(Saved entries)
------------------------------------

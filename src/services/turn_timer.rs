use std::sync::Arc;
use std::time::Duration;

use chrono::{DateTime, Utc};
use tokio::{sync::mpsc, task::JoinHandle, time::sleep};
use tracing::{debug, error};

use crate::error::DraftError;
use crate::services::{draft_hub::DraftHub, draft_machine::TurnStamp};

#[derive(Debug, Clone, Copy)]
pub struct TimerFire {
    pub lobby_id: i64,
    pub stamp: TurnStamp,
}

/**
 * Arms per-turn countdowns. A countdown never touches draft state itself: it
 * only reports the stamp it was armed with, and the dispatcher feeds that back
 * through the hub where it is re-checked against the current turn.
 */
#[derive(Clone)]
pub struct TurnTimer {
    fire_tx: mpsc::UnboundedSender<TimerFire>,
}

impl TurnTimer {
    pub fn new() -> (Self, mpsc::UnboundedReceiver<TimerFire>) {
        let (fire_tx, fire_rx) = mpsc::unbounded_channel();
        (Self { fire_tx }, fire_rx)
    }

    pub fn arm(&self, lobby_id: i64, stamp: TurnStamp, deadline: DateTime<Utc>) -> JoinHandle<()> {
        let wait = (deadline - Utc::now()).to_std().unwrap_or(Duration::ZERO);
        let fire_tx = self.fire_tx.clone();

        tokio::spawn(async move {
            sleep(wait).await;
            let _ = fire_tx.send(TimerFire { lobby_id, stamp });
        })
    }
}

pub async fn run_dispatch(hub: Arc<DraftHub>, mut fire_rx: mpsc::UnboundedReceiver<TimerFire>) {
    while let Some(fire) = fire_rx.recv().await {
        let hub = hub.clone();
        tokio::spawn(async move {
            match hub.expire_turn(fire.lobby_id, fire.stamp).await {
                Ok(Some(pick)) => {
                    debug!("Turn {} in lobby {} timed out onto hero {}", pick.pick_order, fire.lobby_id, pick.hero_id)
                }
                Ok(None) | Err(DraftError::SessionNotActive) => {
                    debug!("Ignoring stale timer for lobby {} turn {}", fire.lobby_id, fire.stamp.flat_index)
                }
                Err(e) => error!("Failed to resolve timed out turn in lobby {}: {}", fire.lobby_id, e),
            }
        });
    }
}
use crate::dto::draft_config_dto::{DraftConfig, PhaseType, Team};

/// A single position in the compiled draft order.
#[derive(Debug, Clone, Copy, PartialEq, Eq)]
pub struct Turn {
    pub team: Team,
    pub phase_type: PhaseType,
    pub phase_index: usize,
    pub pick_index: usize,
}

/**
 * Flat turn order compiled from a draft config. Ban phases are dropped when
 * `skip_bans` is set; their phase indices simply never appear.
 */
#[derive(Debug, Clone, PartialEq, Eq)]
pub struct TurnSequence {
    turns: Vec<Turn>,
}

impl TurnSequence {
    pub fn compile(config: &DraftConfig) -> Self {
        let turns = config
            .phases
            .iter()
            .enumerate()
            .filter(|(_, phase)| !(config.skip_bans && phase.r#type == PhaseType::Ban))
            .flat_map(|(phase_index, phase)| {
                phase.team_order.iter().enumerate().map(move |(pick_index, team)| Turn {
                    team: *team,
                    phase_type: phase.r#type,
                    phase_index,
                    pick_index,
                })
            })
            .collect();

        Self { turns }
    }

    pub fn total_turns(&self) -> usize {
        self.turns.len()
    }

    pub fn get(&self, flat_index: usize) -> Option<&Turn> {
        self.turns.get(flat_index)
    }

    pub fn first(&self) -> Option<&Turn> {
        self.turns.first()
    }

    pub fn index_of(&self, phase_index: usize, pick_index: usize) -> Option<usize> {
        self.turns
            .iter()
            .position(|t| t.phase_index == phase_index && t.pick_index == pick_index)
    }

    /// Inclusive bounds of the run of same team and type containing
    /// `flat_index`. Runs may cross phase boundaries.
    pub fn run_bounds(&self, flat_index: usize) -> Option<(usize, usize)> {
        let turn = self.turns.get(flat_index)?;
        let same_run = |other: &Turn| other.team == turn.team && other.phase_type == turn.phase_type;

        let mut start = flat_index;
        while start > 0 && same_run(&self.turns[start - 1]) {
            start -= 1;
        }

        let mut end = flat_index;
        while end + 1 < self.turns.len() && same_run(&self.turns[end + 1]) {
            end += 1;
        }

        Some((start, end))
    }
}
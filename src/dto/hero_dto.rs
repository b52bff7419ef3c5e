use serde::{Deserialize, Serialize};
use sqlx::FromRow;

#[derive(Debug, Serialize, Deserialize, FromRow, Clone, PartialEq, Eq)]
pub struct Hero {
    pub id: i64,
    pub name: String,
}

/// Shape of a hero entry from the remote roster source.
#[derive(Debug, Deserialize)]
pub struct RemoteHero {
    pub id: i64,
    pub localized_name: String,
}

impl From<RemoteHero> for Hero {
    fn from(remote: RemoteHero) -> Self {
        Hero {
            id: remote.id,
            name: remote.localized_name,
        }
    }
}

------------------------------------

Task objective - The task requires an exact transcription of all the data.

Output below -
filename src/services/turn_timer.rs
use std::sync::Arc;
use std::time::Duration;

use chrono::{DateTime, Utc};
use tokio::{sync::mpsc, task::JoinHandle, time::sleep};
use tracing::{debug, error};

use crate::error::DraftError;
use crate::services::{draft_hub::DraftHub, draft_machine::TurnStamp};

#[derive(Debug, Clone, Copy)]
pub struct TimerFire {
    pub lobby_id: i64,
    pub stamp: TurnStamp,
}

/**
 * Arms per-turn countdowns. A countdown never touches draft state itself: it
 * only reports the stamp it was armed with, and the dispatcher feeds that back
 * through the hub where it is re-checked against the current turn.
 */
#[derive(Clone)]
pub struct TurnTimer {
    fire_tx: mpsc::UnboundedSender<TimerFire>,
}

impl TurnTimer {
    pub fn new() -> (Self, mpsc::UnboundedReceiver<TimerFire>) {
        let (fire_tx, fire_rx) = mpsc::unbounded_channel();
        (Self { fire_tx }, fire_rx)
    }

    pub fn arm(&self, lobby_id: i64, stamp: TurnStamp, deadline: DateTime<Utc>) -> JoinHandle<()> {
        let wait = (deadline - Utc::now()).to_std().unwrap_or(Duration::ZERO);
        let fire_tx = self.fire_tx.clone();

        tokio::spawn(async move {
            sleep(wait).await;
            let _ = fire_tx.send(TimerFire { lobby_id, stamp });
        })
    }
}

pub async fn run_dispatch(hub: Arc<DraftHub>, mut fire_rx: mpsc::UnboundedReceiver<TimerFire>) {
    while let Some(fire) = fire_rx.recv().await {
        let hub = hub.clone();
        tokio::spawn(async move {
            match hub.expire_turn(fire.lobby_id, fire.stamp).await {
                Ok(Some(pick)) => {
                    debug!("Turn {} in lobby {} timed out onto hero {}", pick.pick_order, fire.lobby_id, pick.hero_id)
                }
                Ok(None) | Err(DraftError::SessionNotActive) => {
                    debug!("Ignoring stale timer for lobby {} turn {}", fire.lobby_id, fire.stamp.flat_index)
                }
                Err(e) => error!("Failed to resolve timed out turn in lobby {}: {}", fire.lobby_id, e),
            }
        });
    }
}
use crate::dto::draft_config_dto::{DraftConfig, PhaseType, Team};

/// A single position in the compiled draft order.
#[derive(Debug, Clone, Copy, PartialEq, Eq)]
pub struct Turn {
    pub team: Team,
    pub phase_type: PhaseType,
    pub phase_index: usize,
    pub pick_index: usize,
}

/**
 * Flat turn order compiled from a draft config. Ban phases are dropped when
 * `skip_bans` is set; their phase indices simply never appear.
 */
#[derive(Debug, Clone, PartialEq, Eq)]
pub struct TurnSequence {
    turns: Vec<Turn>,
}

impl TurnSequence {
    pub fn compile(config: &DraftConfig) -> Self {
        let turns = config
            .phases
            .iter()
            .enumerate()
            .filter(|(_, phase)| !(config.skip_bans && phase.r#type == PhaseType::Ban))
            .flat_map(|(phase_index, phase)| {
                phase.team_order.iter().enumerate().map(move |(pick_index, team)| Turn {
                    team: *team,
                    phase_type: phase.r#type,
                    phase_index,
                    pick_index,
                })
            })
            .collect();

        Self { turns }
    }

    pub fn total_turns(&self) -> usize {
        self.turns.len()
    }

    pub fn get(&self, flat_index: usize) -> Option<&Turn> {
        self.turns.get(flat_index)
    }

    pub fn first(&self) -> Option<&Turn> {
        self.turns.first()
    }

    pub fn index_of(&self, phase_index: usize, pick_index: usize) -> Option<usize> {
        self.turns
            .iter()
            .position(|t| t.phase_index == phase_index && t.pick_index == pick_index)
    }

    /// Inclusive bounds of the run of same team and type containing
    /// `flat_index`. Runs may cross phase boundaries.
    pub fn run_bounds(&self, flat_index: usize) -> Option<(usize, usize)> {
        let turn = self.turns.get(flat_index)?;
        let same_run = |other: &Turn| other.team == turn.team && other.phase_type == turn.phase_type;

        let mut start = flat_index;
        while start > 0 && same_run(&self.turns[start - 1]) {
            start -= 1;
        }

        let mut end = flat_index;
        while end + 1 < self.turns.len() && same_run(&self.turns[end + 1]) {
            end += 1;
        }

        Some((start, end))
    }
}
filename src/dto/hero_dto.rs
repository b52bff7419ef3c5e
use serde::{Deserialize, Serialize};
use sqlx::FromRow;

#[derive(Debug, Serialize, Deserialize, FromRow, Clone, PartialEq, Eq)]
pub struct Hero {
    pub id: i64,
    pub name: String,
}

/// Shape of a hero entry from the remote roster source.
#[derive(Debug, Deserialize)]
pub struct RemoteHero {
    pub id: i64,
    pub localized_name: String,
}

impl From<RemoteHero> for Hero {
    fn from(remote: RemoteHero) -> Self {
        Hero {
            id: remote.id,
            name: remote.localized_name,
        }
    }
}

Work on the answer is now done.